Champagne corks popped and sequins sparkled like a thousand tiny stars in Nigeria’s economic capital, Lagos, where an international model casting was on the hunt for the face of the future.
Elizabeth Elohor is sure that it will be an African one.
The former top model created the first modeling agency in Nigeria in 2004, when there was no Fashion Week on the continent, very few local designers and little high-end fashion. Now with her “Future Face Africa” casting, Elohor hopes to expand the search for future talent from Nigeria to the rest of the continent.
Photo: AFP
Before the 2000s, there were few black faces gracing the covers of women’s magazines, with the exception of iconic figures such as Naomi Campbell, Donyale Luna and Beverly Johnson. In Nigeria, Africa’s most populous country with more than 200 million people, the few who at the time dared to venture into modeling were independent, vulnerable and had to distribute their own portfolios to companies specializing in events and advertising.

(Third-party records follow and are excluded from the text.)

//! Dense per-region distance field storage.
//!
//! A [`DistanceField`] stores one value per canvas pixel. Values `>= 0` are distances to the
//! nearest shape boundary; negative values mark background. Cells are addressed `(x, y)` with
//! `x` along the canvas width.
use glam::Vec2;
use tracing::warn;

/// Value used for background cells and for reads outside the grid.
pub const BACKGROUND: f32 = -1.0;

/// Number of smoothing passes applied to freshly scattered samples.
pub const SMOOTHING_PASSES: usize = 3;

const SMOOTHING_KERNEL: [[f32; 3]; 3] = [[1.0, 2.0, 1.0], [2.0, 4.0, 2.0], [1.0, 2.0, 1.0]];
const SMOOTHING_NORM: f32 = 16.0;

/// A sparse distance sample produced by the shape preprocessor.
#[derive(Clone, Copy, Debug, PartialEq)]
pub struct DistanceSample {
    pub x: usize,
    pub y: usize,
    pub value: f32,
}

impl DistanceSample {
    pub fn new(x: usize, y: usize, value: f32) -> Self {
        Self { x, y, value }
    }
}

/// Dense distance field covering the whole canvas.
#[derive(Clone, Debug)]
pub struct DistanceField {
    width: usize,
    height: usize,
    data: Vec<f32>,
}

impl DistanceField {
    /// Creates a field of the given size with every cell set to [`BACKGROUND`].
    pub fn new(width: usize, height: usize) -> Self {
        Self {
            width,
            height,
            data: vec![BACKGROUND; width * height],
        }
    }

    /// Scatters sparse samples into a background-initialized field.
    ///
    /// Samples outside the canvas are skipped.
    pub fn from_samples(width: usize, height: usize, samples: &[DistanceSample]) -> Self {
        let mut field = Self::new(width, height);
        let mut skipped = 0usize;
        for s in samples {
            if s.x < width && s.y < height {
                field.set(s.x, s.y, s.value);
            } else {
                skipped += 1;
            }
        }
        if skipped > 0 {
            warn!("Skipped {} distance samples outside the {}x{} canvas.", skipped, width, height);
        }
        field
    }

    /// Field dimensions as `(width, height)`.
    pub fn size(&self) -> (usize, usize) {
        (self.width, self.height)
    }

    #[inline]
    fn index(&self, x: usize, y: usize) -> usize {
        y * self.width + x
    }

    /// Value at integer cell `(x, y)`, [`BACKGROUND`] when out of bounds.
    #[inline]
    pub fn get(&self, x: isize, y: isize) -> f32 {
        if x < 0 || y < 0 || x >= self.width as isize || y >= self.height as isize {
            return BACKGROUND;
        }
        self.data[self.index(x as usize, y as usize)]
    }

    /// Sets the value of cell `(x, y)`. Out-of-bounds writes are ignored.
    #[inline]
    pub fn set(&mut self, x: usize, y: usize, value: f32) {
        if x < self.width && y < self.height {
            let i = self.index(x, y);
            self.data[i] = value;
        }
    }

    /// Value of the cell containing the raster position `p`.
    #[inline]
    pub fn value_at(&self, p: Vec2) -> f32 {
        if !p.x.is_finite() || !p.y.is_finite() {
            return BACKGROUND;
        }
        self.get(p.x.floor() as isize, p.y.floor() as isize)
    }

    /// One in-place pass of the 3x3 binomial smoothing kernel.
    ///
    /// Cells are visited column by column and already-smoothed neighbours feed later cells.
    /// The outermost ring is left untouched.
    pub fn smooth(&mut self) {
        if self.width < 3 || self.height < 3 {
            return;
        }
        for x in 1..self.width - 1 {
            for y in 1..self.height - 1 {
                let mut value = 0.0;
                for (i, row) in SMOOTHING_KERNEL.iter().enumerate() {
                    for (j, k) in row.iter().enumerate() {
                        value += k * self.data[self.index(x + i - 1, y + j - 1)];
                    }
                }
                let idx = self.index(x, y);
                self.data[idx] = value / SMOOTHING_NORM;
            }
        }
    }

    /// Applies [`DistanceField::smooth`] `passes` times.
    pub fn smooth_n(&mut self, passes: usize) {
        for _ in 0..passes {
            self.smooth();
        }
    }
}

When Elohor returned from London in 2004 to start Beth Model Management, she was breaking new ground, said Marius Isikalu, a former top model at barely 30, who now works alongside her.
“Elizabeth was a pioneer. She signed all the known models back then, and she said: ‘If you want to use them, this is how much you’re going to pay and those are the conditions,’” Isikalu said standing on the event’s red carpet. “She set the rules, the rates, she set the pace.”
The turning point for Africa’s modeling world came in 2010, when South Africa and Nigeria organized fashion weeks that were recognized on the international scene as “select” in fashion world.
The recent Black Lives Matter movement and high-profile advocates for the beauty of black women are helping to change trends around the world, but the reasons are also economic.
“International designers like Louis Vuitton, Dolce & Gabbana, Balmain ... have started realizing that a lot of their clients are actually from Africa,” Elohor said, seated in a mustard yellow armchair created by a Nigerian designer.
“Back in the days, out of 50 agencies, you would probably have like five models and now, one agency can have up to 10, 15 African models,” she said.
Tobi Momoh is one of the new generation of models.
Smiling and full of life, the 19-year-old goes from table to table in her fitted black dress, greeting stars from Nigeria’s Nollywood film scene, Afropop music royalty or reality TV stars.
“I grew up thinking that I would be like any other girls struggling to find a job after school, but Elizabeth saw me on the road, she asked permission to my mom to sign me in her agency and now loook at me. It was so simple,” she said.
Tobi was just 15 when she won the Elite Model Look Africa competition, which propelled her onto the catwalks in Milan, Paris and in several international agencies.
“We have the beauties to rock the runways,” she said.
Elizabeth knows that, too, and even if she no longer has time to walk the streets or the markets of Lagos, her passion for finding the rare pearls of African beauty remains with her. Through Future Face Africa, a huge casting first via social networks and then in face-to-face castings, she wants to broaden her search to the whole continent and make fashion shake in Africa.
The growing sector has allowed the emergence of many actors, designers and makeup artists, but also photographers. Kola Oshalusi, a famous Nigerian fashion photographer, has also witnessed the explosion in demand and the professionalization of modeling in Africa over the past decade.
Even Nigeria’s growing security troubles, high inflation and economic woes cannot take away the glitz and sense of hope.
“Africa is the future,” Oshalusi said sporting an elegant beige hat and cotton jacket. “Nigeria is Africa. Nigerian models are confident, they are bringing so much energy on the runways, they know what they want, and it’s helped to build an incredible reputation on the international scene.”